Enter fullscreen mode Exit fullscreen mode

Here, the activity column describes what is happening, the timestamp column provides the time at which the activity started, the source column indicates which node in the cluster performed the activity, and source_elapsed shows the time in microseconds since the start of query execution at the source node.

While this detailed output can be valuable, it can also be overwhelming. This is where our CQL Trace Viewer comes in, helping make sense of this output by presenting it in a more approachable and visual format.

In the next section, we'll explore why we've chosen the Dash framework for this task.

Why Dash?

When it comes to building a web application for data visualization, choosing the right framework can make all the difference. In the case of CQL Trace Viewer, we've opted for Dash, a Python framework for building analytical web applications.

Dash is built on top of Flask, Plotly.js, and React.js, harnessing the power and flexibility of these libraries. This means that it benefits from the well-known and simple back-end capabilities of Flask, the interactive and high-quality data visualization of Plotly.js, and the reactive, component-based UI build of React.js. The combination of these technologies gives Dash a strong foundation for building data-intensive applications.

Furthermore, Dash is designed specifically for creating analytical web applications, making it an ideal choice for our visualization tool. Its interactive Plotly.js charts and graphs enable users to understand and interact with their data in a much more meaningful way than raw trace outputs can provide.

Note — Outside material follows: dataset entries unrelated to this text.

use std::fs;
use std::path::{Path, PathBuf};

use anyhow::{Context, Result};

use crate::convert::ValidationLevel;

#[derive(clap::ValueEnum, Debug, Clone, Copy, PartialEq, Eq)]
pub enum ThemeMode {
    Auto,
    Light,
    Dark,
}

impl ThemeMode {
    pub const fn as_str(self) -> &'static str {
        match self {
            Self::Auto => "auto",
            Self::Light => "light",
            Self::Dark => "dark",
        }
    }
}

/// Defaults that can live in a config file, written as command-line flags.
#[derive(Debug, Default, Clone, PartialEq, Eq)]
pub struct ConfigFlags {
    pub watch: bool,
    pub theme: Option<ThemeMode>,
    pub output_dir: Option<PathBuf>,
    pub debounce_ms: Option<u64>,
    pub validation: Option<ValidationLevel>,
    pub log_file: Option<PathBuf>,
}

impl ConfigFlags {
    /// Merge `other` over `self`; switches combine, values from `other` win.
    pub fn union(&self, other: &Self) -> Self {
        Self {
            watch: self.watch || other.watch,
            theme: other.theme.or(self.theme),
            output_dir: other
                .output_dir
                .clone()
                .or_else(|| self.output_dir.clone()),
            debounce_ms: other.debounce_ms.or(self.debounce_ms),
            validation: other.validation.or(self.validation),
            log_file: other.log_file.clone().or_else(|| self.log_file.clone()),
        }
    }
}

pub fn global_config_path() -> PathBuf {
    #[cfg(target_os = "windows")]
    {
        if let Some(appdata) = std::env::var_os("APPDATA") {
            return PathBuf::from(appdata)
                .join("newsletter-creator")
                .join("config");
        }
    }

    #[cfg(target_os = "macos")]
    {
        if let Some(home) = std::env::var_os("HOME") {
            return PathBuf::from(home)
                .join("Library")
                .join("Application Support")
                .join("newsletter-creator")
                .join("config");
        }
    }

    #[cfg(not(any(target_os = "windows", target_os = "macos")))]
    {
        if let Some(xdg) = std::env::var_os("XDG_CONFIG_HOME") {
            return PathBuf::from(xdg).join("newsletter-creator").join("config");
        }
        if let Some(home) = std::env::var_os("HOME") {
            return PathBuf::from(home)
                .join(".config")
                .join("newsletter-creator")
                .join("config");
        }
    }

    local_override_path()
}

pub fn local_override_path() -> PathBuf {
    PathBuf::from(".newsletterrc")
}

/// Read flags from `path`; a missing file yields the defaults.
///
/// # Errors
/// Returns an error if the file exists but cannot be read.
pub fn load_config_flags(path: &Path) -> Result<ConfigFlags> {
    if !path.exists() {
        return Ok(ConfigFlags::default());
    }
    let content = fs::read_to_string(path)
        .with_context(|| format!("Failed to read config {}", path.display()))?;
    let tokens = content
        .lines()
        .map(str::trim)
        .filter(|line| !line.is_empty() && !line.starts_with('#'))
        .flat_map(|line| line.split_whitespace().map(ToOwned::to_owned))
        .collect::<Vec<_>>();
    Ok(parse_flag_tokens(&tokens))
}

/// # Errors
/// Returns an error if the config directory or file cannot be written.
pub fn save_config_flags(path: &Path, flags: &ConfigFlags) -> Result<()> {
    let mut lines = vec!["# newsletter defaults (saved with --save)".to_string()];
    if flags.watch {
        lines.push("--watch".to_string());
    }
    if let Some(theme) = flags.theme {
        lines.push(format!("--theme {}", theme.as_str()));
    }
    if let Some(dir) = &flags.output_dir {
        lines.push(format!("--output-dir {}", dir.display()));
    }
    if let Some(ms) = flags.debounce_ms {
        lines.push(format!("--debounce-ms {ms}"));
    }
    if let Some(level) = flags.validation {
        lines.push(format!("--validation {}", level.as_str()));
    }
    if let Some(path) = &flags.log_file {
        lines.push(format!("--log-file {}", path.display()));
    }
    if let Some(parent) = path.parent()
        && !parent.as_os_str().is_empty()
    {
        fs::create_dir_all(parent)
            .with_context(|| format!("Failed to create config dir {}", parent.display()))?;
    }
    fs::write(path, format!("{}\n", lines.join("\n")))
        .with_context(|| format!("Failed to write config {}", path.display()))
}

/// # Errors
/// Returns an error if the file exists but cannot be removed.
pub fn clear_config_flags(path: &Path) -> Result<()> {
    if path.exists() {
        fs::remove_file(path).with_context(|| format!("Failed to remove {}", path.display()))?;
    }
    Ok(())
}

/// Pick the flags this module knows out of a token list; everything else is ignored.
///
/// Values are accepted as `--flag value` or `--flag=value`. Unparseable
/// values leave the option unset.
pub fn parse_flag_tokens(tokens: &[String]) -> ConfigFlags {
    let mut flags = ConfigFlags::default();
    let mut i = 0;
    while i < tokens.len() {
        let token = tokens[i].as_str();
        if token == "--watch" || token == "-w" {
            flags.watch = true;
            i += 1;
            continue;
        }
        let (name, inline_value) = match token.split_once('=') {
            Some((name, value)) => (name, Some(value)),
            None => (token, None),
        };
        if !matches!(
            name,
            "--theme" | "--output-dir" | "--debounce-ms" | "--validation" | "--log-file"
        ) {
            i += 1;
            continue;
        }
        let value = match inline_value {
            Some(value) => Some(value),
            None => {
                i += 1;
                tokens.get(i).map(String::as_str)
            }
        };
        if let Some(value) = value {
            apply_value(&mut flags, name, value);
        }
        i += 1;
    }
    flags
}

fn apply_value(flags: &mut ConfigFlags, name: &str, value: &str) {
    match name {
        "--theme" => flags.theme = parse_theme(value),
        "--output-dir" => flags.output_dir = Some(PathBuf::from(value)),
        "--debounce-ms" => flags.debounce_ms = value.parse().ok(),
        "--validation" => flags.validation = ValidationLevel::parse(value),
        "--log-file" => flags.log_file = Some(PathBuf::from(value)),
        _ => {}
    }
}

fn parse_theme(s: &str) -> Option<ThemeMode> {
    match s {
        "auto" => Some(ThemeMode::Auto),
        "light" => Some(ThemeMode::Light),
        "dark" => Some(ThemeMode::Dark),
        _ => None,
    }
}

Additionally, Dash allows us to create our application solely in Python. This can significantly simplify the development process, especially for those already well-versed in Python. No JavaScript or HTML knowledge is required, although these can be used if desired.

This Python-centric approach means that the app can easily integrate with the scientific Python ecosystem. Libraries such as Pandas for data manipulation and NumPy for numerical computations can be used seamlessly within the application, further expanding its capabilities.

Moreover, Dash applications are inherently web-based and can be deployed on servers and shared over the internet. This makes CQL Trace Viewer accessible to anyone who needs to understand the inner workings of their CQL queries, anywhere, and at any time.

In the next section, we will delve into the implementation details.

Implementation

Setup

Before we can start implementing our app, we'll need to setup the development environment. Assuming the following requirements.txt file:



dash==2.9.3
pandas==2.0.1


Enter fullscreen mode Exit fullscreen mode

We can create a virtual environment and install the dependencies using the following commands:



python -m venv venv
source venv/bin/activate
pip install -r requirements.txt


Enter fullscreen mode Exit fullscreen mode

Now let's write some code!

Application Skeleton

At a high level, implementing a Dash application involves creating a Dash instance, defining the layout of the application, and starting the server. Let's create a minimal Dash application in a file called main.py to see this in action.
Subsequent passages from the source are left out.